Unlike attorneys, accountants and practice brokers who represent only one side of the transaction; a PARAGON consultant is someone who has proven his or her value and ability to be fully trusted by both sides to be competent, fair and objective. With PARAGON, you and the purchaser can proceed forward in confidence toward your mutual objectives, knowing that everything will work out successfully. PARAGON makes it a point to be in tune with the needs and expectations of both parties, and to be in a perfect position to know how the demands of one party may impact upon the needs and goals of the other party. After thousands of successful transactions, we are experts as an intermediary for minimizing conflict and resolving concerns. The entire transition process flows smoother, is less stressful and more productive with PARAGON.

Of course, PARAGON also specializes in dental practice transitions. That is all we do! Too many dentists entrust their most valuable asset to someone who sells dental supplies for a living and dental practices on the side. Ideally, your advisor should be competent  and confident in financial as well as legal matters, and should be capable of coaching and interacting with the lawyers and accountants who will likely be involved. An advisor who works in this capacity to the fullest extent will save you untold thousands in legal and accounting fees, and ultimately will help ensure that the transaction really happens. (Attorney’s aren’t known as deal killers for nothing!) A practice transition advisor should have direct experience in structuring successful practice transition transactions. Having closed thousands such transactions since 1988, PARAGON consultants have both the experience and the knowledge. PARAGON also boasts a 99.9% closure rate once the seller and purchaser go to contract.

PARAGON is also totally performance oriented, deriving all of our compensation from the results of the process; not by the hour. Consultants who offer to work by the hour may doubt their ability to get the job finished. They can run up sizable bills without really accomplishing anything.

Since 1988, PARAGON consultants have assisted thousands of dentists satisfy their transition needs and goals. We have always been compensated ONLY when the transaction closes. Strictly from the hours put into the average practice sale transaction,

we would have been a lot better off financially if we had been paid by the hour (like attorneys and accountants are paid). You never know about the countless hours we spend with the other party and the other party’s advisors. We buffer you from that part of the practice transition process so you will not be exposed to anything that could be construed as a negative. It is our job to shoulder the stressful and emotional parts of the process. In other words, PARAGON knows how to get the job done with the least amount of stress and effort on our clients.

NOTE: Some attorneys and accountants are very reasonable people who may make some meaningful contributions to the transition process.
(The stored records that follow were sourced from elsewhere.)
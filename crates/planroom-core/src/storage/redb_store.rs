//! Redb-backed blob storage.
//!
//! Uses [redb](https://github.com/cberner/redb), a pure Rust embedded
//! B-tree database, so all index artifacts live in one file and each
//! write is its own committed transaction.
//!
//! # Tables
//!
//! - `blobs`: key (string) -> value (raw bytes)

use super::{StorageBackend, StorageError};
use async_trait::async_trait;
use redb::{Database, ReadableTable, TableDefinition};
use std::path::Path;
use std::sync::Arc;

const BLOBS_TABLE: TableDefinition<&str, &[u8]> = TableDefinition::new("blobs");

/// Redb-backed storage for native deployments.
///
/// # Example
///
/// ```ignore
/// use planroom_core::storage::RedbStorage;
///
/// let storage = RedbStorage::open("./data/planroom.redb")?;
/// let index = VectorIndex::open(storage, 384).await?;
/// ```
pub struct RedbStorage {
    db: Arc<Database>,
}

fn db_err(context: &str, e: impl std::fmt::Display) -> StorageError {
    StorageError::DatabaseError(format!("{}: {}", context, e))
}

impl RedbStorage {
    /// Opens or creates a redb database at the given path.
    pub fn open<P: AsRef<Path>>(path: P) -> Result<Self, StorageError> {
        let db = Database::create(path.as_ref()).map_err(|e| db_err("Failed to open database", e))?;

        {
            let write_txn = db
                .begin_write()
                .map_err(|e| db_err("Failed to begin write transaction", e))?;
            write_txn
                .open_table(BLOBS_TABLE)
                .map_err(|e| db_err("Failed to create blobs table", e))?;
            write_txn
                .commit()
                .map_err(|e| db_err("Failed to commit table creation", e))?;
        }

        Ok(Self { db: Arc::new(db) })
    }
}

#[async_trait]
impl StorageBackend for RedbStorage {
    async fn save(&self, key: &str, data: &[u8]) -> Result<(), StorageError> {
        let write_txn = self
            .db
            .begin_write()
            .map_err(|e| db_err("Failed to begin write transaction", e))?;
        {
            let mut table = write_txn
                .open_table(BLOBS_TABLE)
                .map_err(|e| db_err("Failed to open blobs table", e))?;
            table
                .insert(key, data)
                .map_err(|e| db_err("Failed to insert blob", e))?;
        }
        write_txn
            .commit()
            .map_err(|e| db_err("Failed to commit blob", e))?;
        Ok(())
    }

    async fn load(&self, key: &str) -> Result<Vec<u8>, StorageError> {
        let read_txn = self
            .db
            .begin_read()
            .map_err(|e| db_err("Failed to begin read transaction", e))?;
        let table = read_txn
            .open_table(BLOBS_TABLE)
            .map_err(|e| db_err("Failed to open blobs table", e))?;

        match table.get(key).map_err(|e| db_err("Failed to read blob", e))? {
            Some(value) => Ok(value.value().to_vec()),
            None => Err(StorageError::NotFound(key.to_string())),
        }
    }

    async fn exists(&self, key: &str) -> Result<bool, StorageError> {
        let read_txn = self
            .db
            .begin_read()
            .map_err(|e| db_err("Failed to begin read transaction", e))?;
        let table = read_txn
            .open_table(BLOBS_TABLE)
            .map_err(|e| db_err("Failed to open blobs table", e))?;
        Ok(table
            .get(key)
            .map_err(|e| db_err("Failed to read blob", e))?
            .is_some())
    }

    async fn delete(&self, key: &str) -> Result<(), StorageError> {
        let write_txn = self
            .db
            .begin_write()
            .map_err(|e| db_err("Failed to begin write transaction", e))?;
        {
            let mut table = write_txn
                .open_table(BLOBS_TABLE)
                .map_err(|e| db_err("Failed to open blobs table", e))?;
            table
                .remove(key)
                .map_err(|e| db_err("Failed to delete blob", e))?;
        }
        write_txn
            .commit()
            .map_err(|e| db_err("Failed to commit blob deletion", e))?;
        Ok(())
    }

    async fn list_keys(&self) -> Result<Vec<String>, StorageError> {
        let read_txn = self
            .db
            .begin_read()
            .map_err(|e| db_err("Failed to begin read transaction", e))?;
        let table = read_txn
            .open_table(BLOBS_TABLE)
            .map_err(|e| db_err("Failed to open blobs table", e))?;

        let mut keys = Vec::new();
        for entry in table.iter().map_err(|e| db_err("Failed to iterate blobs", e))? {
            let (key, _) = entry.map_err(|e| db_err("Failed to read blob entry", e))?;
            keys.push(key.value().to_string());
        }
        Ok(keys)
    }

    async fn clear(&self) -> Result<(), StorageError> {
        let write_txn = self
            .db
            .begin_write()
            .map_err(|e| db_err("Failed to begin write transaction", e))?;
        write_txn
            .delete_table(BLOBS_TABLE)
            .map_err(|e| db_err("Failed to drop blobs table", e))?;
        write_txn
            .open_table(BLOBS_TABLE)
            .map_err(|e| db_err("Failed to recreate blobs table", e))?;
        write_txn
            .commit()
            .map_err(|e| db_err("Failed to commit clear", e))?;
        Ok(())
    }
}
#[cfg(test)]
mod tests {
    use super::*;
    use crate::chunking::RasterImage;
    use crate::config::ChunkerConfig;
    use crate::error::ChunkingError;
    use crate::search::{MetadataFilter, SearchError};
    use crate::storage::{InMemoryStorage, StorageError};
    use async_trait::async_trait;
    use std::sync::atomic::{AtomicUsize, Ordering};
    use std::sync::Mutex;
    use tempfile::TempDir;

    /// Deterministic 4-d embedder that counts its batch calls.
    #[derive(Default)]
    struct CountingEmbedder {
        batches: AtomicUsize,
    }

    #[async_trait]
    impl TextEmbedder for CountingEmbedder {
        fn dimension(&self) -> usize {
            4
        }

        async fn embed_text(&self, text: &str) -> Result<Vec<f32>, EmbeddingError> {
            let len = text.len() as f32;
            Ok(vec![1.0, len, (len * 0.5).sin(), 0.25])
        }

        async fn embed_batch(&self, texts: &[String]) -> Result<Vec<Vec<f32>>, EmbeddingError> {
            self.batches.fetch_add(1, Ordering::SeqCst);
            let mut out = Vec::with_capacity(texts.len());
            for t in texts {
                out.push(self.embed_text(t).await?);
            }
            Ok(out)
        }
    }

    struct BrokenEmbedder;

    #[async_trait]
    impl TextEmbedder for BrokenEmbedder {
        fn dimension(&self) -> usize {
            4
        }

        async fn embed_text(&self, _: &str) -> Result<Vec<f32>, EmbeddingError> {
            Err(EmbeddingError::RequestFailed("429 Too Many Requests".to_string()))
        }
    }

    struct ShortEmbedder;

    #[async_trait]
    impl TextEmbedder for ShortEmbedder {
        fn dimension(&self) -> usize {
            4
        }

        async fn embed_text(&self, _: &str) -> Result<Vec<f32>, EmbeddingError> {
            Ok(vec![1.0, 0.0])
        }
    }

    struct ZeroEmbedder;

    #[async_trait]
    impl TextEmbedder for ZeroEmbedder {
        fn dimension(&self) -> usize {
            4
        }

        async fn embed_text(&self, _: &str) -> Result<Vec<f32>, EmbeddingError> {
            Ok(vec![0.0; 4])
        }
    }

    /// Memory storage whose writes always fail.
    #[derive(Default)]
    struct ReadOnlyStorage(InMemoryStorage);

    #[async_trait]
    impl StorageBackend for ReadOnlyStorage {
        async fn save(&self, _: &str, _: &[u8]) -> Result<(), StorageError> {
            Err(StorageError::IoError("disk full".to_string()))
        }

        async fn load(&self, key: &str) -> Result<Vec<u8>, StorageError> {
            self.0.load(key).await
        }

        async fn exists(&self, key: &str) -> Result<bool, StorageError> {
            self.0.exists(key).await
        }

        async fn delete(&self, key: &str) -> Result<(), StorageError> {
            self.0.delete(key).await
        }

        async fn list_keys(&self) -> Result<Vec<String>, StorageError> {
            self.0.list_keys().await
        }

        async fn clear(&self) -> Result<(), StorageError> {
            self.0.clear().await
        }
    }

    struct FixedDescriber(&'static str);

    #[async_trait]
    impl ImageDescriber for FixedDescriber {
        async fn try_describe(&self, _: &[u8], _: &str) -> Result<String, EmbeddingError> {
            if self.0.is_empty() {
                Err(EmbeddingError::RequestFailed("vision model offline".to_string()))
            } else {
                Ok(self.0.to_string())
            }
        }
    }

    struct FlatImageEmbedder(usize);

    #[async_trait]
    impl ImageEmbedder for FlatImageEmbedder {
        fn dimension(&self) -> usize {
            self.0
        }

        async fn embed_image(&self, _: &[u8]) -> Result<Vec<f32>, EmbeddingError> {
            Ok(vec![0.5; self.0])
        }
    }

    struct PlanSet;

    impl PagedDocument for PlanSet {
        fn page_count(&self) -> u32 {
            2
        }

        fn page_text(&self, page: u32) -> Result<String, ChunkingError> {
            Ok(match page {
                1 => "Door D-101: 900mm, 60 min fire rating.".to_string(),
                _ => "Room 204 finishes: carpet.".to_string(),
            })
        }

        fn page_images(
            &self,
            page: u32,
        ) -> Result<Vec<Result<RasterImage, ChunkingError>>, ChunkingError> {
            if page == 2 {
                Ok(vec![Ok(RasterImage {
                    width: 400,
                    height: 300,
                    bytes: vec![0xff, 0xd8, 0xff],
                    extension: "jpg".to_string(),
                })])
            } else {
                Ok(Vec::new())
            }
        }
    }

    type Shared = Arc<InMemoryStorage>;

    fn setup(
        dir: &TempDir,
        embedder: Arc<dyn TextEmbedder>,
    ) -> (Arc<VectorIndex<Shared>>, IngestionPipeline<Shared>, Shared) {
        let storage = Arc::new(InMemoryStorage::new());
        let index = Arc::new(VectorIndex::new(Arc::clone(&storage), 4));
        let chunker = DocumentChunker::new(ChunkerConfig::default(), dir.path()).unwrap();
        let pipeline = IngestionPipeline::new(Arc::clone(&index), chunker, embedder).unwrap();
        (index, pipeline, storage)
    }

    #[tokio::test]
    async fn test_ingest_indexes_and_saves() {
        let dir = TempDir::new().unwrap();
        let (index, pipeline, storage) = setup(&dir, Arc::new(CountingEmbedder::default()));

        let report = pipeline
            .ingest_document(&PlanSet, DocumentId::new("doc_plans"), "plans.pdf", |_| {})
            .await
            .unwrap();

        assert_eq!(report.summary.text_chunks, 2);
        assert_eq!(report.summary.image_chunks, 1);
        assert_eq!(report.summary.total_pages, 2);
        assert_eq!(report.page_count, 2);
        assert_eq!(report.row_ids.len(), 3);
        assert_eq!(report.sentinel_images, 1);
        assert_eq!(report.captioned_images, 0);

        let stats = index.get_stats().await;
        assert_eq!(stats.total_vectors, 3);
        assert_eq!(stats.sentinel_vectors, 1);
        assert!(!storage.list_keys().await.unwrap().is_empty());
    }

    #[tokio::test]
    async fn test_captioned_images_are_embedded_as_text() {
        let dir = TempDir::new().unwrap();
        let (index, pipeline, _) = setup(&dir, Arc::new(CountingEmbedder::default()));
        let pipeline = pipeline.with_describer(Arc::new(FixedDescriber("Floor plan, level 2")));

        let report = pipeline
            .ingest_document(&PlanSet, DocumentId::new("doc_plans"), "plans.pdf", |_| {})
            .await
            .unwrap();

        assert_eq!(report.captioned_images, 1);
        assert_eq!(report.sentinel_images, 0);

        let hits = index
            .keyword_search("floor plan", 5, Some(&MetadataFilter::active()))
            .await;
        assert_eq!(hits.len(), 1);
        assert_eq!(hits[0].chunk.kind, ChunkKind::Image);
    }

    #[tokio::test]
    async fn test_failed_caption_leaves_sentinel() {
        let dir = TempDir::new().unwrap();
        let (_, pipeline, _) = setup(&dir, Arc::new(CountingEmbedder::default()));
        let pipeline = pipeline.with_describer(Arc::new(FixedDescriber("")));

        let report = pipeline
            .ingest_document(&PlanSet, DocumentId::new("d"), "plans.pdf", |_| {})
            .await
            .unwrap();

        assert_eq!(report.captioned_images, 0);
        assert_eq!(report.sentinel_images, 1);
    }

    #[tokio::test]
    async fn test_image_embedder_fills_uncaptioned_images() {
        let dir = TempDir::new().unwrap();
        let (index, pipeline, _) = setup(&dir, Arc::new(CountingEmbedder::default()));
        let pipeline = pipeline
            .with_image_embedder(Arc::new(FlatImageEmbedder(4)))
            .unwrap();

        let report = pipeline
            .ingest_document(&PlanSet, DocumentId::new("d"), "plans.pdf", |_| {})
            .await
            .unwrap();

        assert_eq!(report.sentinel_images, 0);
        assert_eq!(index.get_stats().await.sentinel_vectors, 0);
    }

    #[tokio::test]
    async fn test_image_embedder_dimension_checked() {
        let dir = TempDir::new().unwrap();
        let (_, pipeline, _) = setup(&dir, Arc::new(CountingEmbedder::default()));
        let result = pipeline.with_image_embedder(Arc::new(FlatImageEmbedder(512)));
        assert!(matches!(result, Err(IngestionError::Index(_))));
    }

    #[tokio::test]
    async fn test_embedding_failure_aborts_without_adding() {
        let dir = TempDir::new().unwrap();
        let (index, pipeline, storage) = setup(&dir, Arc::new(BrokenEmbedder));

        let result = pipeline
            .ingest_document(&PlanSet, DocumentId::new("d"), "plans.pdf", |_| {})
            .await;

        assert!(matches!(result, Err(IngestionError::Embedding(_))));
        assert_eq!(index.get_stats().await.total_chunks, 0);
        assert!(storage.list_keys().await.unwrap().is_empty());
    }

    #[tokio::test]
    async fn test_wrong_dimension_from_provider_aborts() {
        let dir = TempDir::new().unwrap();
        let (index, pipeline, _) = setup(&dir, Arc::new(ShortEmbedder));

        let result = pipeline
            .ingest_document(&PlanSet, DocumentId::new("d"), "plans.pdf", |_| {})
            .await;

        assert!(matches!(
            result,
            Err(IngestionError::Embedding(EmbeddingError::DimensionMismatch {
                expected: 4,
                actual: 2
            }))
        ));
        assert_eq!(index.get_stats().await.total_chunks, 0);
    }

    #[tokio::test]
    async fn test_zero_text_embedding_aborts() {
        let dir = TempDir::new().unwrap();
        let (index, pipeline, storage) = setup(&dir, Arc::new(ZeroEmbedder));

        let result = pipeline
            .ingest_document(&PlanSet, DocumentId::new("d"), "plans.pdf", |_| {})
            .await;

        assert!(matches!(
            result,
            Err(IngestionError::Embedding(EmbeddingError::InvalidResponse(_)))
        ));
        let stats = index.get_stats().await;
        assert_eq!(stats.total_chunks, 0);
        assert_eq!(stats.sentinel_vectors, 0);
        assert!(storage.list_keys().await.unwrap().is_empty());
    }

    #[tokio::test]
    async fn test_save_failure_leaves_document_absent() {
        let dir = TempDir::new().unwrap();
        let index = Arc::new(VectorIndex::new(ReadOnlyStorage::default(), 4));
        let chunker = DocumentChunker::new(ChunkerConfig::default(), dir.path()).unwrap();
        let pipeline = IngestionPipeline::new(
            Arc::clone(&index),
            chunker,
            Arc::new(CountingEmbedder::default()),
        )
        .unwrap();

        let text = b"Door D-101: 900mm.\x0cRoom 204 finishes.";
        for _ in 0..2 {
            let result = pipeline.ingest_bytes(text, "notes.txt", |_| {}).await;
            assert!(matches!(
                result,
                Err(IngestionError::Index(SearchError::StorageError(_)))
            ));
        }

        let stats = index.get_stats().await;
        assert_eq!(stats.total_chunks, 0);
        assert_eq!(stats.total_vectors, 0);
        assert_eq!(stats.total_documents, 0);
        assert!(index.list_documents().await.is_empty());
    }

    #[tokio::test]
    async fn test_batches_respect_batch_size() {
        let dir = TempDir::new().unwrap();
        let embedder = Arc::new(CountingEmbedder::default());
        let (_, pipeline, _) = setup(&dir, embedder.clone());
        let pipeline = pipeline.with_batch_size(1);

        pipeline
            .ingest_document(&PlanSet, DocumentId::new("d"), "plans.pdf", |_| {})
            .await
            .unwrap();

        assert_eq!(embedder.batches.load(Ordering::SeqCst), 2);
    }

    #[tokio::test]
    async fn test_progress_reports_every_stage() {
        let dir = TempDir::new().unwrap();
        let (_, pipeline, _) = setup(&dir, Arc::new(CountingEmbedder::default()));
        let pipeline = pipeline.with_describer(Arc::new(FixedDescriber("Elevation")));
        let stages = Mutex::new(Vec::new());

        pipeline
            .ingest_document(&PlanSet, DocumentId::new("d"), "plans.pdf", |p| {
                stages.lock().unwrap().push(p.stage)
            })
            .await
            .unwrap();

        let stages = stages.into_inner().unwrap();
        assert_eq!(stages.first(), Some(&IngestionStage::Chunking));
        assert!(stages.contains(&IngestionStage::Captioning));
        assert!(stages.contains(&IngestionStage::Embedding));
        assert_eq!(stages.last(), Some(&IngestionStage::Indexing));
    }

    #[tokio::test]
    async fn test_ingest_bytes_generates_document_id() {
        let dir = TempDir::new().unwrap();
        let (index, pipeline, _) = setup(&dir, Arc::new(CountingEmbedder::default()));

        let report = pipeline
            .ingest_bytes(b"Corridor C-2 partition.\x0cLobby ceiling.", "notes.txt", |_| {})
            .await
            .unwrap();

        assert!(report.document_id().as_str().starts_with("doc_"));
        assert_eq!(report.summary.total_chunks, 2);
        assert_eq!(index.get_chunks_by_document(report.document_id()).await.len(), 2);
    }

    #[tokio::test]
    async fn test_dimension_mismatch_rejected_at_construction() {
        let dir = TempDir::new().unwrap();
        let index = Arc::new(VectorIndex::new(InMemoryStorage::new(), 8));
        let chunker = DocumentChunker::new(ChunkerConfig::default(), dir.path()).unwrap();
        let result = IngestionPipeline::new(index, chunker, Arc::new(CountingEmbedder::default()));
        assert!(result.is_err());
    }
}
However, too many attorneys have little or no understanding of the business aspects of a dental practice transaction, and no comprehension of the delicate nature of the issues at stake. This is especially true when the seller and purchaser will be working together for years after the sale. In  an attempt to control the process (thereby generating much more in fees) they will often give absurd and destructive advice to their clients. The problem is that you, the dentist, won’t know which advice is good and which is absurd. A good consultant will. After all, a practice transition specialist deals with similar issues day in and day out. An experienced consultant can tell you when certain demands are out of bounds. If you happen to get conflicting advice from your advisors, be careful not to make  the mistake of assuming that the attorneys or accountants always know what is best just because they’re attorneys or accountants!